Beijing City University (BCU) () (Formerly known as Haidian University) is a comprehensive university founded in 1984 officially approved by Chinese Ministry of Education. BCU has achieved the sanction of granting degrees from Chinese Ministry of Education for graduate, undergraduate, specialties of higher vocational education qualifications and enrollment of foreign students.

Since then, the university has adhered to the Party’s and State’s educational policy and the guiding principle for the University. Guided by the market demand, BCU has made great achievements in exploring the reforms of running system and educational methodology of higher education.

History

Haidian University (1984-2003) 

In 1984, Fu Zhengtai (傅正泰) and others borrowed 50,000 RMB to found the Haidian University using the classroom of Beijing Chengfu Elementary School. The school was governed by the Haidian District, and supported by Tsinghua University, Peking University and Renmin University of China. Students had to pay their own tuition, and job placement was not assigned.

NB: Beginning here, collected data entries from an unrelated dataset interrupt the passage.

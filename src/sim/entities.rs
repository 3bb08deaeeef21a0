//! Entity populations: asteroids, debris, particles, loot, dust clouds and
//! trajectory markers.
//!
//! Everything here ages independently of the rocket. Update passes prune
//! dead members with `retain`, so after any pass a list holds only
//! entities with `life > 0`.

use glam::Vec2;
use rand::Rng;
use serde::{Deserialize, Serialize};

use super::gravity;
use super::state::{Planet, World};
use crate::consts::*;
use crate::level::SpawnSector;
use crate::settings::DevSettings;
use crate::{polar_to_cartesian, rand_range};

/// Asteroids spawn this far from the world centre (× world width)
pub const ASTEROID_SPAWN_DISTANCE: f32 = 1.2;
/// Loot pull acceleration toward the rocket (before speed regulator)
pub const LOOT_PULL_SPEED: f32 = 400.0;
/// Per-frame loot velocity retention
pub const LOOT_DAMPING: f32 = 0.98;
pub const LOOT_LIFETIME: f32 = 30.0;
pub const DUST_CLOUD_LIFETIME: f32 = 10.0;
/// Outward push on drifting dust clouds (before speed regulator)
const DUST_DRIFT_ACCEL: f32 = 15.0;
const DUST_DRIFT_DAMPING: f32 = 0.99;

/// A procedural rock drifting toward the planets
#[derive(Debug, Clone, Serialize, Deserialize)]
pub struct Asteroid {
    pub id: u32,
    pub pos: Vec2,
    pub vel: Vec2,
    pub radius: f32,
    pub angle: f32,
    /// Spin rate (rad/s)
    pub spin: f32,
    /// Outline relative to `pos`, unrotated
    pub points: Vec<Vec2>,
    pub color: u32,
}

/// Rock fragments left by an impact
#[derive(Debug, Clone, Serialize, Deserialize)]
pub struct Debris {
    pub pos: Vec2,
    pub vel: Vec2,
    pub radius: f32,
    pub life: f32,
    pub angle: f32,
    pub spin: f32,
}

/// Explosion spark
#[derive(Debug, Clone, Serialize, Deserialize)]
pub struct Particle {
    pub pos: Vec2,
    pub vel: Vec2,
    pub radius: f32,
    pub life: f32,
    pub initial_life: f32,
    pub color: u32,
}

/// Loot size classes
#[derive(Debug, Clone, Copy, PartialEq, Eq, Serialize, Deserialize)]
pub enum LootKind {
    Small,
    Medium,
    Large,
}

impl LootKind {
    /// 60% small, 30% medium, 10% large
    pub fn from_roll(roll: f32) -> Self {
        if roll < 0.6 {
            LootKind::Small
        } else if roll < 0.9 {
            LootKind::Medium
        } else {
            LootKind::Large
        }
    }

    pub fn radius(&self) -> f32 {
        match self {
            LootKind::Small => 16.0,
            LootKind::Medium => 24.0,
            LootKind::Large => 32.0,
        }
    }

    /// Distance at which the rocket starts pulling this loot in
    pub fn magnetic_radius(&self) -> f32 {
        match self {
            LootKind::Small => 120.0,
            LootKind::Medium => 160.0,
            LootKind::Large => 200.0,
        }
    }

    pub fn value(&self) -> u32 {
        match self {
            LootKind::Small => 1,
            LootKind::Medium => 3,
            LootKind::Large => 5,
        }
    }

    pub fn color(&self) -> u32 {
        match self {
            LootKind::Small => 0xFFD700,
            LootKind::Medium => 0xFFA500,
            LootKind::Large => 0xFF4500,
        }
    }
}

/// A collectible dropped by a destroyed asteroid
#[derive(Debug, Clone, Serialize, Deserialize)]
pub struct Loot {
    pub pos: Vec2,
    pub vel: Vec2,
    pub kind: LootKind,
    pub radius: f32,
    pub magnetic_radius: f32,
    pub value: u32,
    pub life: f32,
    /// Seconds since spawn (drives the pop-in animation)
    pub age: f32,
}

impl Loot {
    pub fn new(kind: LootKind, pos: Vec2, vel: Vec2) -> Self {
        Self {
            pos,
            vel,
            kind,
            radius: kind.radius(),
            magnetic_radius: kind.magnetic_radius(),
            value: kind.value(),
            life: LOOT_LIFETIME,
            age: 0.0,
        }
    }
}

/// Per-point wobble parameters, fixed at creation
#[derive(Debug, Clone, Copy, Serialize, Deserialize)]
pub struct PointAnim {
    pub phase: f32,
    pub speed: f32,
    pub max_offset: f32,
}

/// One animated outline of a dust cloud
#[derive(Debug, Clone, Serialize, Deserialize)]
pub struct CloudLayer {
    pub points: Vec<Vec2>,
    pub anim: Vec<PointAnim>,
    /// Current displacement of each point, recomputed every update
    pub offsets: Vec<Vec2>,
}

impl CloudLayer {
    fn generate<R: Rng + ?Sized>(rng: &mut R, radius: f32) -> Self {
        let count = rand_range(rng, 8.0, 12.0).round() as usize;
        let mut points = Vec::with_capacity(count);
        let mut anim = Vec::with_capacity(count);
        for j in 0..count {
            let angle = j as f32 / count as f32 * std::f32::consts::TAU;
            let dist = rand_range(rng, radius * 0.5, radius);
            points.push(polar_to_cartesian(dist, angle));
            anim.push(PointAnim {
                phase: rand_range(rng, 0.0, std::f32::consts::TAU),
                speed: rand_range(
                    rng,
                    std::f32::consts::PI * 0.5,
                    std::f32::consts::PI * 1.5,
                ),
                max_offset: rand_range(rng, radius * 0.1, radius * 0.3),
            });
        }
        Self {
            offsets: vec![Vec2::ZERO; count],
            points,
            anim,
        }
    }

    /// Slide each point along its tangent by a sinusoid of cloud age
    fn animate(&mut self, age: f32) {
        for ((point, anim), offset) in self
            .points
            .iter()
            .zip(&self.anim)
            .zip(self.offsets.iter_mut())
        {
            let rest_angle = point.y.atan2(point.x);
            let magnitude = (age * anim.speed + anim.phase).sin() * anim.max_offset;
            *offset = Vec2::new(-rest_angle.sin(), rest_angle.cos()) * magnitude;
        }
    }
}

/// A spreading cloud of dust that raises pollution while the rocket is inside
#[derive(Debug, Clone, Serialize, Deserialize)]
pub struct DustCloud {
    pub pos: Vec2,
    pub vel: Vec2,
    /// Radius at creation; the cloud grows to 3× over its life
    pub radius: f32,
    pub life: f32,
    pub initial_life: f32,
    pub age: f32,
    pub angle: f32,
    pub spin: f32,
    pub layers: [CloudLayer; 2],
    pub pollution_amount: f32,
}

impl DustCloud {
    /// 0 when fresh, 1 when expired
    #[inline]
    pub fn progress(&self) -> f32 {
        1.0 - self.life / self.initial_life
    }

    #[inline]
    pub fn current_radius(&self) -> f32 {
        self.radius * (1.0 + self.progress() * 2.0)
    }
}

/// Breadcrumb of the rocket's recent path
#[derive(Debug, Clone, Copy, Serialize, Deserialize)]
pub struct TrailPoint {
    pub pos: Vec2,
    pub life: f32,
    pub initial_life: f32,
}

impl TrailPoint {
    pub fn new(pos: Vec2) -> Self {
        Self {
            pos,
            life: TRAJECTORY_POINT_LIFETIME,
            initial_life: TRAJECTORY_POINT_LIFETIME,
        }
    }
}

Beijing City University (2003-) 

In March 2003, the Chinese Ministry of Education approved the reformation of the school, which Beijing City University was founded upon it. The school was a private 4-year college, capable of granting bachelor and associate degree.

Timeline 
1984, the school Haidian University was founded.

March 2003, the school was reformed into Beijing City University, with capability of granting bachelor's degree.

April 2007, the school had achieved the sanction of granting bachelor's degree independently from the state.

February 2009, the school gained approval of admitting foreign students.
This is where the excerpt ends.